Friday, January 20, 2012

O Autoritarismo dos Ecologistas

Os ecologistas são, hoje, uma das correntes políticas mais preocupantes do cenário mundial.


Seu discurso salvacionista jura-se "apolítico", "acima dos partidos" e afirma traduzir verdade absoluta, segundo a qual todos pereceremos se não "salvarmos o planeta" de acordo com suas conclusões. Sua postura mais comum é não admitir outra solução para os supostos problemas do mundo, senão a deles, nem discurso de resistência. Assim, para "salvar o planeta", vale sacrificar direitos fundamentais, como a liberdade e a igualdade.


Seguem algumas de suas propostas: fim das fraldas descartáveis; fim dos absorventes descartáveis; fim do plástico; obrigação de cada pessoa reciclar, sob pena de penas; repressão ao uso do veículo individual de passeio; combate aos combustíveis fósseis; combate ao consumismo. Alguns vão mais longe; assim, há os que combatem o modo de produção capitalista e também os arautos do vegetarianismo, do veganismo e até do "abolicionismo animal".

O abolicionismo animal prega o fim do consumo de carne (aves, bovinos, suínos, ovinos, mesmo peixes e crustáceos) e o fim do emprego do couro e da pele de animais nos calçados e no vestuário. Ainda, advoga - e vem obtendo sucessos - a limitação do uso de animais como cobaias. Pretendem, pois, a proibição do sacríficio dos animais para as finalidades mencionadas, sob o argumento de que a "exploração dos animais" pelo homem constitui "especismo" (preconceito de espécie, fundado na crença de que a humana é superior às demais).


A quem as propostas dos ecologistas mais impactam negativamente?
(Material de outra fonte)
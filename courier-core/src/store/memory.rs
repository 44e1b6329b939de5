//! In-process stores for `--ephemeral` runs and tests.

use async_trait::async_trait;
use chrono::Utc;
use std::collections::HashMap;
use std::sync::Mutex;
use uuid::Uuid;

use super::{ExecutionStore, MessageStore, Result, SessionStore, UserStore};
use crate::error::CourierError;
use crate::models::{AgentSession, Direction, ExecutionRecord, MessageRecord, User};

fn poisoned<T>(_: T) -> CourierError {
    CourierError::Persistence("store lock poisoned".to_string())
}

fn page<T: Clone>(mut rows: Vec<T>, limit: i64, offset: i64) -> Vec<T> {
    let offset = offset.max(0) as usize;
    let limit = limit.max(0) as usize;
    if offset >= rows.len() {
        return Vec::new();
    }
    rows.drain(..offset);
    rows.truncate(limit);
    rows
}

#[derive(Default)]
pub struct MemorySessionStore {
    sessions: Mutex<HashMap<String, AgentSession>>,
}

#[async_trait]
impl SessionStore for MemorySessionStore {
    async fn create(&self, session: &AgentSession) -> Result<()> {
        let mut sessions = self.sessions.lock().map_err(poisoned)?;
        if sessions.contains_key(&session.agent_id) {
            return Err(CourierError::AlreadyExists(session.agent_id.clone()));
        }
        sessions.insert(session.agent_id.clone(), session.clone());
        Ok(())
    }

    async fn update(&self, session: &AgentSession) -> Result<()> {
        let mut sessions = self.sessions.lock().map_err(poisoned)?;
        // UPDATE of a missing row is a no-op, same as Postgres.
        if let Some(existing) = sessions.get_mut(&session.agent_id) {
            if existing.id == session.id {
                *existing = session.clone();
                existing.updated_at = Utc::now();
            }
        }
        Ok(())
    }

    async fn delete(&self, agent_id: &str) -> Result<()> {
        self.sessions.lock().map_err(poisoned)?.remove(agent_id);
        Ok(())
    }

    async fn get_by_agent(&self, agent_id: &str) -> Result<Option<AgentSession>> {
        Ok(self.sessions.lock().map_err(poisoned)?.get(agent_id).cloned())
    }

    async fn get_by_owner_and_agent(
        &self,
        owner_user_id: &str,
        agent_id: &str,
    ) -> Result<Option<AgentSession>> {
        Ok(self
            .sessions
            .lock()
            .map_err(poisoned)?
            .get(agent_id)
            .filter(|s| s.owner_user_id == owner_user_id)
            .cloned())
    }

    async fn list(&self) -> Result<Vec<AgentSession>> {
        let mut rows: Vec<AgentSession> =
            self.sessions.lock().map_err(poisoned)?.values().cloned().collect();
        rows.sort_by_key(|s| s.created_at);
        Ok(rows)
    }
}

#[derive(Default)]
pub struct MemoryMessageStore {
    messages: Mutex<Vec<MessageRecord>>,
}

#[async_trait]
impl MessageStore for MemoryMessageStore {
    async fn create(&self, message: &MessageRecord) -> Result<()> {
        self.messages.lock().map_err(poisoned)?.push(message.clone());
        Ok(())
    }

    async fn list_by_session(
        &self,
        session_id: Uuid,
        limit: i64,
        offset: i64,
    ) -> Result<Vec<MessageRecord>> {
        let rows: Vec<MessageRecord> = self
            .messages
            .lock()
            .map_err(poisoned)?
            .iter()
            .rev()
            .filter(|m| m.session_id == session_id)
            .cloned()
            .collect();
        Ok(page(rows, limit, offset))
    }

    async fn count_by_agent_and_direction(
        &self,
        agent_id: &str,
        direction: Direction,
    ) -> Result<i64> {
        let count = self
            .messages
            .lock()
            .map_err(poisoned)?
            .iter()
            .filter(|m| m.agent_id == agent_id && m.direction == direction)
            .count();
        Ok(count as i64)
    }
}

#[derive(Default)]
pub struct MemoryExecutionStore {
    executions: Mutex<Vec<ExecutionRecord>>,
}

#[async_trait]
impl ExecutionStore for MemoryExecutionStore {
    async fn create(&self, execution: &ExecutionRecord) -> Result<()> {
        self.executions.lock().map_err(poisoned)?.push(execution.clone());
        Ok(())
    }

    async fn list_by_session(
        &self,
        session_id: Uuid,
        limit: i64,
        offset: i64,
    ) -> Result<Vec<ExecutionRecord>> {
        let rows: Vec<ExecutionRecord> = self
            .executions
            .lock()
            .map_err(poisoned)?
            .iter()
            .rev()
            .filter(|e| e.session_id == session_id)
            .cloned()
            .collect();
        Ok(page(rows, limit, offset))
    }
}

#[derive(Default)]
pub struct MemoryUserStore {
    users: Mutex<HashMap<String, User>>,
}

#[async_trait]
impl UserStore for MemoryUserStore {
    async fn create(&self, user: &User) -> Result<()> {
        let mut users = self.users.lock().map_err(poisoned)?;
        if users.contains_key(&user.user_id) || users.values().any(|u| u.api_key == user.api_key) {
            return Err(CourierError::AlreadyExists(user.user_id.clone()));
        }
        users.insert(user.user_id.clone(), user.clone());
        Ok(())
    }

    async fn get_by_api_key(&self, api_key: &str) -> Result<Option<User>> {
        Ok(self
            .users
            .lock()
            .map_err(poisoned)?
            .values()
            .find(|u| u.api_key == api_key)
            .cloned())
    }

    async fn get_by_id(&self, user_id: &str) -> Result<Option<User>> {
        Ok(self.users.lock().map_err(poisoned)?.get(user_id).cloned())
    }
}

#[cfg(test)]
mod tests {
    use super::*;
    use crate::models::{NewSession, SessionStatus};

    fn new_session(owner: &str, agent: &str) -> AgentSession {
        AgentSession::new(
            owner,
            NewSession {
                agent_id: agent.to_string(),
                ..Default::default()
            },
        )
    }

    #[tokio::test]
    async fn test_session_create_rejects_duplicate_agent() {
        let store = MemorySessionStore::default();
        store.create(&new_session("admin", "a1")).await.unwrap();
        let err = store.create(&new_session("other", "a1")).await.unwrap_err();
        assert!(matches!(err, CourierError::AlreadyExists(ref a) if a == "a1"));
    }

    #[tokio::test]
    async fn test_session_owner_scoped_lookup() {
        let store = MemorySessionStore::default();
        store.create(&new_session("alice", "a1")).await.unwrap();
        assert!(store.get_by_owner_and_agent("alice", "a1").await.unwrap().is_some());
        assert!(store.get_by_owner_and_agent("bob", "a1").await.unwrap().is_none());
    }

    #[tokio::test]
    async fn test_session_update_replaces_record() {
        let store = MemorySessionStore::default();
        let mut s = new_session("admin", "a1");
        store.create(&s).await.unwrap();

        s.status = SessionStatus::Connected;
        s.phone_number = Some("15550001111".into());
        store.update(&s).await.unwrap();

        let stored = store.get_by_agent("a1").await.unwrap().unwrap();
        assert_eq!(stored.status, SessionStatus::Connected);
        assert_eq!(stored.phone_number.as_deref(), Some("15550001111"));
        assert!(stored.updated_at >= s.updated_at);
    }

    #[tokio::test]
    async fn test_update_after_delete_does_not_resurrect() {
        let store = MemorySessionStore::default();
        let s = new_session("admin", "a1");
        store.create(&s).await.unwrap();
        store.delete("a1").await.unwrap();
        store.update(&s).await.unwrap();
        assert!(store.get_by_agent("a1").await.unwrap().is_none());
    }

    #[tokio::test]
    async fn test_message_counts_by_direction() {
        let store = MemoryMessageStore::default();
        let sid = Uuid::new_v4();
        store
            .create(&MessageRecord::incoming(sid, "a1", "m1", "111", None, "hi"))
            .await
            .unwrap();
        store
            .create(&MessageRecord::incoming(sid, "a1", "m2", "111", None, "again"))
            .await
            .unwrap();
        store
            .create(&MessageRecord::outgoing(sid, "a1", "m3", None, "111", "hello"))
            .await
            .unwrap();
        store
            .create(&MessageRecord::incoming(sid, "a2", "m4", "222", None, "other agent"))
            .await
            .unwrap();

        assert_eq!(store.count_by_agent_and_direction("a1", Direction::Incoming).await.unwrap(), 2);
        assert_eq!(store.count_by_agent_and_direction("a1", Direction::Outgoing).await.unwrap(), 1);
        assert_eq!(store.count_by_agent_and_direction("zz", Direction::Incoming).await.unwrap(), 0);
    }

    #[tokio::test]
    async fn test_message_listing_is_newest_first_and_paged() {
        let store = MemoryMessageStore::default();
        let sid = Uuid::new_v4();
        for i in 0..5 {
            let id = format!("m{}", i);
            store
                .create(&MessageRecord::incoming(sid, "a1", &id, "111", None, "x"))
                .await
                .unwrap();
        }
        let first = store.list_by_session(sid, 2, 0).await.unwrap();
        assert_eq!(first.len(), 2);
        assert_eq!(first[0].message_id.as_deref(), Some("m4"));
        let tail = store.list_by_session(sid, 10, 4).await.unwrap();
        assert_eq!(tail.len(), 1);
        assert_eq!(tail[0].message_id.as_deref(), Some("m0"));
        assert!(store.list_by_session(sid, 10, 9).await.unwrap().is_empty());
    }

    #[tokio::test]
    async fn test_user_lookup_by_key() {
        let store = MemoryUserStore::default();
        store.create(&User::new("admin", "secret")).await.unwrap();
        let found = store.get_by_api_key("secret").await.unwrap().unwrap();
        assert_eq!(found.user_id, "admin");
        assert!(store.get_by_api_key("nope").await.unwrap().is_none());
        assert!(store.create(&User::new("admin", "other")).await.is_err());
    }
}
Às mulheres. Os absorventes descartáveis muito contribuem para a higiene, conforto e liberdade femininos, de modo que o seu fim, além de retrocesso, traria transtorno inenarrável.

Quanto às fraldas descartáveis, é indisputável que quem mais se ocupa das crianças, trocando-as, são as mães. Logo, eliminá-las seria medida com impacto desigual sobre os sexos, muito mais negativo para as mulheres.

Os ecologistas não se importam com o retrocesso na qualidade de vida e na liberdade das mulheres que suas propostas, acaso implementadas, trariam.


Combate ao consumismo, ao veículo individual, fim do plástico: essa gente alienada e que não tem o que fazer quer destruir as conquistas da ciência, do progresso e o conforto que conquistamos. Quanto ao "abolicionismo animal" e ao combate ao tal do "especismo", que coisa: essa gente não se peja de seu machismo, de suas propostas péssimas para as mulheres, mas fala em "exploração dos animais"!? E, pior: tem muita mulher ecologista que aderiu a essas propostas.


Ninguém parece ter ouvido falar de uma coisa chamada cadeia alimentar.




E, coisas lindas, essa gente toda, quase sempre, prega a liberação da maconha e opõe-se ao combate eficaz ao crack... coitadinhos dos usuários de crack, tão inofensivos, uns fofos meio bobos, educadinhos, pedem um trocado pra gente, incapazes de fazer qualquer mal!




Do que o planeta precisa: queda de natalidade. Menor expansão da população. 7 bilhões? Vamos esperar duplicar a população? Em 1970, no Brasíl, éramos "90 milhões em ação". Em 2010, 190, cento e noventa milhões! Nas classes baixas, a natalidade ainda é muito alta e temos uma lei de planejamento familiar - Lei 9.263/1996 - que é um desastre.

Os ecologistas querem implantar, no mundo, algo semelhante a um "comunismo verde" - e estão conseguindo, graças à nossa falta de espírito crítico e amor à liberdade.

1 comment:

FERNANDO CS said...

Irretocável. Muito me intriga como os ditos ecologistas pretendem manter e ampliar a produção de energia com suas fantasias? O progresso é algo sem volta (para o bem ou para o mal) e as ideias abobadas de muitos deles ignora por completo isso; e parecem pretender lançar-nos de volta a era das cavernas. Sim, planejamento familiar!